▶ **Work request**
How many lines below include the word "JsProperty"? State that number and nothing else.

** Opening Record set block **

// ————————————————————————————————————————————————————————————————————————————
// NAMES
// ————————————————————————————————————————————————————————————————————————————

/// An identifier in generated code. Unique within the scope chain that
/// allocated it; cloning is cheap.
#[derive(Clone, PartialEq, Eq, Hash, PartialOrd, Ord)]
pub struct Name(Arc<str>);

impl Name {
    /// Validate `s` as an identifier: `[A-Za-z_$][A-Za-z0-9_$]*`.
    pub fn new(s: &str) -> Result<Name, CodegenError> {
        let mut chars = s.chars();
        let head_ok = chars
            .next()
            .is_some_and(|c| c.is_ascii_alphabetic() || c == '_' || c == '$');
        if !head_ok || !chars.all(|c| c.is_ascii_alphanumeric() || c == '_' || c == '$') {
            return Err(CodegenError::InvalidIdentifier(s.to_string()));
        }
        Ok(Name(Arc::from(s)))
    }

    pub fn as_str(&self) -> &str {
        &self.0
    }
}

impl fmt::Display for Name {
    fn fmt(&self, f: &mut fmt::Formatter<'_>) -> fmt::Result {
        f.write_str(&self.0)
    }
}

impl fmt::Debug for Name {
    fn fmt(&self, f: &mut fmt::Formatter<'_>) -> fmt::Result {
        f.write_str(&self.0)
    }
}

// ————————————————————————————————————————————————————————————————————————————
// EXPRESSIONS
// ————————————————————————————————————————————————————————————————————————————

#[derive(Debug, Clone, PartialEq)]
pub enum Lit {
    Undef,
    Null,
    Bool(bool),
    Num(f64),
    Str(Arc<str>),
    /// Structured constant (static evaluated-property sets, error params).
    Json(Arc<Value>),
}

#[derive(Debug, Clone, Copy, PartialEq, Eq)]
pub enum BinOp {
    And,
    Or,
    Eq,
    Ne,
    Lt,
    Le,
    Gt,
    Ge,
    Add,
    Sub,
}

impl BinOp {
    pub fn symbol(self) -> &'static str {
        match self {
            BinOp::And => "&&",
            BinOp::Or => "||",
            BinOp::Eq => "===",
            BinOp::Ne => "!==",
            BinOp::Lt => "<",
            BinOp::Le => "<=",
            BinOp::Gt => ">",
            BinOp::Ge => ">=",
            BinOp::Add => "+",
            BinOp::Sub => "-",
        }
    }
}

/// Runtime helpers the generated code calls. Everything that touches the
/// per-call error list or evaluated-state side channel lives here.
#[derive(Debug, Clone, Copy, PartialEq)]
pub enum Builtin {
    /// `[x]`: does `x` have one of the types.
    TypeIs(TypeSet),
    /// `[x]`: characters of a string, items of an array, keys of an object.
    Len,
    /// `[a, b]`: JSON equality (`1 == 1.0`).
    Equal,
    /// `[obj, key]`
    HasProp,
    /// `[x, divisor]`
    MultipleOf,
    /// `[arr]`: `[i, j]` (`i < j`) of a duplicate pair, or `null`.
    Duplicates,
    /// `[key]`: one JSON Pointer segment, `~` and `/` escaped.
    PointerSegment,
    /// `[key]`: one JS property accessor (`.a`, `[0]`, `["a b"]`).
    JsProperty,
    /// `[x]`: `x` coerced to the type, or undefined.
    Coerce { to: JsonType, array: bool },
    /// `[record]`
    PushError,
    ErrorCount,
    /// `[n]`: drop errors past `n`.
    TruncateErrors,
    /// Append the errors the last unit call left behind.
    AppendCalleeErrors,
    /// `[props, items]`: publish what this unit evaluated.
    SetEvaluated,
    CalleeProps,
    CalleeItems,
    /// `[a, b]`
    MergeProps,
    /// `[a, b]`
    MergeItems,
    /// `[props, key]`
    IsEvaluated,
    /// `[e]`
    IsValidationError,
    /// `[e]`
    AppendThrownErrors,
    /// A `ValidationError` carrying the frame's errors, for `throw`.
    NewValidationError,
}

impl Builtin {
    pub fn is_pure(self) -> bool {
        !matches!(
            self,
            Builtin::PushError
                | Builtin::TruncateErrors
                | Builtin::AppendCalleeErrors
                | Builtin::SetEvaluated
                | Builtin::AppendThrownErrors
        )
    }

    pub fn js_name(self) -> String {
        match self {
            Builtin::TypeIs(set) => format!("isType<{set}>"),
            Builtin::Len => "len".into(),
            Builtin::Equal => "equal".into(),
            Builtin::HasProp => "hasOwn".into(),
            Builtin::MultipleOf => "isMultipleOf".into(),
            Builtin::Duplicates => "duplicates".into(),
            Builtin::PointerSegment => "escapePointer".into(),
            Builtin::JsProperty => "getProperty".into(),
            Builtin::Coerce { to, array } => {
                if array { format!("coerceArray<{to}>") } else { format!("coerce<{to}>") }
            }
            Builtin::PushError => "pushError".into(),
            Builtin::ErrorCount => "errorCount".into(),
            Builtin::TruncateErrors => "truncateErrors".into(),
            Builtin::AppendCalleeErrors => "appendCalleeErrors".into(),
            Builtin::SetEvaluated => "setEvaluated".into(),
            Builtin::CalleeProps => "calleeProps".into(),
            Builtin::CalleeItems => "calleeItems".into(),
            Builtin::MergeProps => "mergeProps".into(),
            Builtin::MergeItems => "mergeItems".into(),
            Builtin::IsEvaluated => "isEvaluated".into(),
            Builtin::IsValidationError => "isValidationError".into(),
            Builtin::AppendThrownErrors => "appendThrownErrors".into(),
            Builtin::NewValidationError => "new ValidationError".into(),
        }
    }
}

#[derive(Debug, Clone, PartialEq)]
pub enum Expr {
    Lit(Lit),
    Name(Name),
    /// `object[key]`, undefined when absent.
    Prop(Box<Expr>, Box<Expr>),
    Not(Box<Expr>),
    Bin(BinOp, Box<Expr>, Box<Expr>),
    Call(Builtin, Vec<Expr>),
    /// Call a captured runtime value (pattern, format, keyword function, unit).
    Invoke(Name, Vec<Expr>),
    Await(Box<Expr>),
    Object(Vec<(Arc<str>, Expr)>),
    Array(Vec<Expr>),
    /// String concatenation.
    Concat(Vec<Expr>),
}

impl Expr {
    pub const UNDEF: Expr = Expr::Lit(Lit::Undef);
    pub const NULL: Expr = Expr::Lit(Lit::Null);
    pub const TRUE: Expr = Expr::Lit(Lit::Bool(true));
    pub const FALSE: Expr = Expr::Lit(Lit::Bool(false));

    pub fn str(s: impl Into<Arc<str>>) -> Expr {
        Expr::Lit(Lit::Str(s.into()))
    }

    pub fn num(n: impl Into<f64>) -> Expr {
        Expr::Lit(Lit::Num(n.into()))
    }

    pub fn bool(b: bool) -> Expr {
        Expr::Lit(Lit::Bool(b))
    }

    /// Embed a JSON value, using scalar literals where possible.
    pub fn json(v: &Value) -> Expr {
        match v {
            Value::Null => Expr::NULL,
            Value::Bool(b) => Expr::bool(*b),
            Value::Number(n) => match n.as_f64() {
                Some(f) if n.is_f64() || f.abs() < 9_007_199_254_740_992.0 => Expr::num(f),
                _ => Expr::Lit(Lit::Json(Arc::new(v.clone()))),
            },
            Value::String(s) => Expr::str(s.as_str()),
            _ => Expr::Lit(Lit::Json(Arc::new(v.clone()))),
        }
    }

    pub fn prop(self, key: Expr) -> Expr {
        Expr::Prop(Box::new(self), Box::new(key))
    }

    pub fn call(builtin: Builtin, args: Vec<Expr>) -> Expr {
        Expr::Call(builtin, args)
    }

    pub fn as_bool_lit(&self) -> Option<bool> {
        match self {
            Expr::Lit(Lit::Bool(b)) => Some(*b),
            _ => None,
        }
    }

    /// No observable effects: safe to drop, duplicate or reorder.
    pub fn is_pure(&self) -> bool {
        match self {
            Expr::Lit(_) | Expr::Name(_) => true,
            Expr::Prop(a, b) | Expr::Bin(_, a, b) => a.is_pure() && b.is_pure(),
            Expr::Not(a) => a.is_pure(),
            Expr::Call(b, args) => b.is_pure() && args.iter().all(Expr::is_pure),
            Expr::Invoke(..) | Expr::Await(_) => false,
            Expr::Object(fields) => fields.iter().all(|(_, e)| e.is_pure()),
            Expr::Array(items) | Expr::Concat(items) => items.iter().all(Expr::is_pure),
        }
    }

    pub fn visit_names(&self, f: &mut dyn FnMut(&Name)) {
        match self {
            Expr::Lit(_) => {}
            Expr::Name(n) => f(n),
            Expr::Prop(a, b) | Expr::Bin(_, a, b) => {
                a.visit_names(f);
                b.visit_names(f);
            }
            Expr::Not(a) | Expr::Await(a) => a.visit_names(f),
            Expr::Invoke(callee, args) => {
                f(callee);
                args.iter().for_each(|a| a.visit_names(f));
            }
            Expr::Call(_, args) | Expr::Array(args) | Expr::Concat(args) => {
                args.iter().for_each(|a| a.visit_names(f))
            }
            Expr::Object(fields) => fields.iter().for_each(|(_, e)| e.visit_names(f)),
        }
    }

    pub fn visit_names_mut(&mut self, f: &mut dyn FnMut(&mut Expr)) {
        match self {
            Expr::Name(_) => f(self),
            Expr::Lit(_) => {}
            Expr::Prop(a, b) | Expr::Bin(_, a, b) => {
                a.visit_names_mut(f);
                b.visit_names_mut(f);
            }
            Expr::Not(a) | Expr::Await(a) => a.visit_names_mut(f),
            Expr::Invoke(_, args) | Expr::Call(_, args) | Expr::Array(args) | Expr::Concat(args) => {
                args.iter_mut().for_each(|a| a.visit_names_mut(f))
            }
            Expr::Object(fields) => fields.iter_mut().for_each(|(_, e)| e.visit_names_mut(f)),
        }
    }
}

impl From<&Name> for Expr {
    fn from(n: &Name) -> Expr {
        Expr::Name(n.clone())
    }
}

impl From<Name> for Expr {
    fn from(n: Name) -> Expr {
        Expr::Name(n)
    }
}

// ---- builders ---- //

pub fn not(e: Expr) -> Expr {
    match e {
        Expr::Lit(Lit::Bool(b)) => Expr::bool(!b),
        Expr::Not(inner) => *inner,
        Expr::Bin(BinOp::Eq, a, b) => Expr::Bin(BinOp::Ne, a, b),
        Expr::Bin(BinOp::Ne, a, b) => Expr::Bin(BinOp::Eq, a, b),
        other => Expr::Not(Box::new(other)),
    }
}

pub fn and(a: Expr, b: Expr) -> Expr {
    match (a.as_bool_lit(), b.as_bool_lit()) {
        (Some(true), _) => b,
        (_, Some(true)) => a,
        (Some(false), _) => Expr::FALSE,
        _ => Expr::Bin(BinOp::And, Box::new(a), Box::new(b)),
    }
}

pub fn or(a: Expr, b: Expr) -> Expr {
    match (a.as_bool_lit(), b.as_bool_lit()) {
        (Some(false), _) => b,
        (_, Some(false)) => a,
        (Some(true), _) => Expr::TRUE,
        _ => Expr::Bin(BinOp::Or, Box::new(a), Box::new(b)),
    }
}

pub fn and_all(items: impl IntoIterator<Item = Expr>) -> Expr {
    items.into_iter().fold(Expr::TRUE, and)
}

pub fn or_all(items: impl IntoIterator<Item = Expr>) -> Expr {
    items.into_iter().fold(Expr::FALSE, or)
}

pub fn bin(op: BinOp, a: impl Into<Expr>, b: impl Into<Expr>) -> Expr {
    Expr::Bin(op, Box::new(a.into()), Box::new(b.into()))
}

pub fn eq(a: impl Into<Expr>, b: impl Into<Expr>) -> Expr {
    bin(BinOp::Eq, a, b)
}

pub fn ne(a: impl Into<Expr>, b: impl Into<Expr>) -> Expr {
    bin(BinOp::Ne, a, b)
}

pub fn is_undef(e: impl Into<Expr>) -> Expr {
    eq(e, Expr::UNDEF)
}

// ————————————————————————————————————————————————————————————————————————————
// STATEMENTS
// ————————————————————————————————————————————————————————————————————————————

#[derive(Debug, Clone, PartialEq)]
pub enum Loop {
    /// `for (var = from; var < to; var++)`
    Range { var: Name, from: Expr, to: Expr },
    /// `for (var in object)`
    Keys { var: Name, object: Expr },
    /// `for (var of array)`
    Values { var: Name, array: Expr },
}

#[derive(Debug, Clone, PartialEq)]
pub struct Func {
    pub name: Name,
    pub params: Vec<Name>,
    pub is_async: bool,
    pub body: Vec<Stmt>,
}

#[derive(Debug, Clone, PartialEq)]
pub enum Stmt {
    /// `let`/`const` declaration.
    Let { name: Name, value: Option<Expr>, mutable: bool },
    Assign(Name, Expr),
    /// An `else if` is an else-branch holding exactly one `If`.
    If { cond: Expr, then: Vec<Stmt>, otherwise: Vec<Stmt> },
    For { kind: Loop, body: Vec<Stmt> },
    Func(Func),
    Return(Expr),
    Throw(Expr),
    Try { body: Vec<Stmt>, catch: Option<(Name, Vec<Stmt>)>, finally: Vec<Stmt> },
    Expr(Expr),
    Block(Vec<Stmt>),
    Break,
}
//! Runtime helpers behind [`Builtin`](crate::ir::Builtin) calls that don't
//! touch interpreter state.
use std::sync::Arc;

use serde_json::{Map, Value};

use crate::error::{ErrorRecord, RuntimeError};
use crate::exec::value::{duplicates, json_equal, num_json, prop_keys, Val, View};
use crate::types::JsonType;

pub fn len(v: &Val<'_>) -> Val<'static> {
    match v.view() {
        View::Str(s) => Val::Num(s.chars().count() as f64),
        View::Compound(Value::Array(items)) => Val::Num(items.len() as f64),
        View::Compound(Value::Object(map)) => Val::Num(map.len() as f64),
        _ => Val::Undef,
    }
}

pub fn equal(a: &Val<'_>, b: &Val<'_>) -> bool {
    match (a.view(), b.view()) {
        (View::Compound(x), View::Compound(y)) => json_equal(x, y),
        (View::Compound(_), _) | (_, View::Compound(_)) => false,
        (View::Num(x), View::Num(y)) => x == y,
        (View::Str(x), View::Str(y)) => x == y,
        (View::Bool(x), View::Bool(y)) => x == y,
        (View::Null, View::Null) | (View::Undef, View::Undef) => true,
        _ => false,
    }
}

pub fn has_prop(obj: &Val<'_>, key: &Val<'_>) -> bool {
    match (obj.as_json(), key.as_str()) {
        (Some(Value::Object(map)), Some(k)) => map.contains_key(k),
        _ => false,
    }
}

pub fn multiple_of(x: &Val<'_>, divisor: &Val<'_>) -> bool {
    let (Some(x), Some(d)) = (x.as_f64(), divisor.as_f64()) else { return true };
    if d == 0.0 {
        return false;
    }
    let q = x / d;
    q.is_finite() && (q - q.round()).abs() <= 1e-9 * q.abs().max(1.0)
}

pub fn find_duplicates(v: &Val<'_>) -> Val<'static> {
    match v.as_json() {
        Some(Value::Array(items)) => match duplicates(items) {
            Some((i, j)) => Val::Owned(Arc::new(Value::Array(vec![Value::from(i), Value::from(j)]))),
            None => Val::Null,
        },
        _ => Val::Null,
    }
}

pub fn pointer_segment(key: &Val<'_>) -> String {
    match key.view() {
        View::Str(s) => s.replace('~', "~0").replace('/', "~1"),
        _ => key.display(),
    }
}

pub fn js_property(key: &Val<'_>) -> String {
    match key.view() {
        View::Num(_) => format!("[{}]", key.display()),
        View::Str(s) if is_identifier(s) => format!(".{s}"),
        View::Str(s) => format!("[{}]", Value::from(s)),
        _ => format!("[{}]", key.display()),
    }
}

fn is_identifier(s: &str) -> bool {
    let mut chars = s.chars();
    chars.next().is_some_and(|c| c.is_ascii_alphabetic() || c == '_' || c == '$')
        && chars.all(|c| c.is_ascii_alphanumeric() || c == '_' || c == '$')
}

// ---- coercion ---- //

/// `v` coerced to `to`, or undefined. With `array`, a single-item array is
/// unwrapped first and scalars coerce to one-item arrays.
pub fn coerce<'d>(v: &Val<'d>, to: JsonType, array: bool) -> Val<'d> {
    if array {
        if to == JsonType::Array {
            return match v.json_type() {
                None | Some(JsonType::Array) | Some(JsonType::Object) => Val::Undef,
                Some(_) => Val::Owned(Arc::new(Value::Array(vec![v.to_json()]))),
            };
        }
        if let Some(Value::Array(items)) = v.as_json() {
            if items.len() == 1 {
                let inner = v.prop(&Val::Num(0.0));
                if inner.json_type().is_some_and(|t| to.flag().admits(t)) {
                    return inner;
                }
                return coerce(&inner, to, false);
            }
        }
    }
    match (to, v.view()) {
        (JsonType::String, View::Num(n)) => Val::str(num_json(n).to_string()),
        (JsonType::String, View::Bool(b)) => Val::str(b.to_string()),
        (JsonType::String, View::Null) => Val::str(""),
        (JsonType::Number, View::Str(s)) => parse_number(s).map(Val::Num).unwrap_or(Val::Undef),
        (JsonType::Integer, View::Str(s)) => match parse_number(s) {
            Some(n) if n.fract() == 0.0 => Val::Num(n),
            _ => Val::Undef,
        },
        (JsonType::Number | JsonType::Integer, View::Bool(b)) => Val::Num(if b { 1.0 } else { 0.0 }),
        (JsonType::Number | JsonType::Integer, View::Null) => Val::Num(0.0),
        (JsonType::Boolean, View::Str("false")) | (JsonType::Boolean, View::Null) => Val::Bool(false),
        (JsonType::Boolean, View::Num(n)) if n == 0.0 => Val::Bool(false),
        (JsonType::Boolean, View::Str("true")) => Val::Bool(true),
        (JsonType::Boolean, View::Num(n)) if n == 1.0 => Val::Bool(true),
        (JsonType::Null, View::Str("")) | (JsonType::Null, View::Bool(false)) => Val::Null,
        (JsonType::Null, View::Num(n)) if n == 0.0 => Val::Null,
        _ => Val::Undef,
    }
}

fn parse_number(s: &str) -> Option<f64> {
    let t = s.trim();
    if t.is_empty() || t.chars().any(|c| c.is_ascii_alphabetic() && c != 'e' && c != 'E') {
        return None;
    }
    t.parse::<f64>().ok().filter(|n| n.is_finite())
}

// ---- evaluated tracking ---- //

pub fn merge_props(a: &Val<'_>, b: &Val<'_>) -> Val<'static> {
    if matches!(a.view(), View::Bool(true)) || matches!(b.view(), View::Bool(true)) {
        return Val::Bool(true);
    }
    let mut keys = Map::new();
    prop_keys(a, &mut keys);
    prop_keys(b, &mut keys);
    Val::Owned(Arc::new(Value::Object(keys)))
}

pub fn merge_items(a: &Val<'_>, b: &Val<'_>) -> Val<'static> {
    if matches!(a.view(), View::Bool(true)) || matches!(b.view(), View::Bool(true)) {
        return Val::Bool(true);
    }
    Val::Num(a.as_f64().unwrap_or(0.0).max(b.as_f64().unwrap_or(0.0)))
}

pub fn is_evaluated(props: &Val<'_>, key: &Val<'_>) -> bool {
    match (props.view(), key.as_str()) {
        (View::Bool(true), _) => true,
        (View::Compound(Value::Object(map)), Some(k)) => map.contains_key(k),
        _ => false,
    }
}

// ---- error records ---- //

pub fn record(v: &Val<'_>) -> Result<ErrorRecord, RuntimeError> {
    let Some(Value::Object(map)) = v.as_json() else {
        return Err(RuntimeError::Internal(format!("error record must be an object, got {}", v.display())));
    };
    let text = |key: &str| map.get(key).and_then(Value::as_str).unwrap_or_default().to_string();
    let params = match map.get("params") {
        Some(Value::Object(params)) => params.iter().map(|(k, v)| (k.clone(), v.clone())).collect(),
        _ => Default::default(),
    };
    Ok(ErrorRecord {
        instance_path: text("instancePath"),
        schema_path: text("schemaPath"),
        keyword: text("keyword"),
        params,
        message: text("message"),
    })
}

** Closing Record set block **

▶ **Reply to the task**
2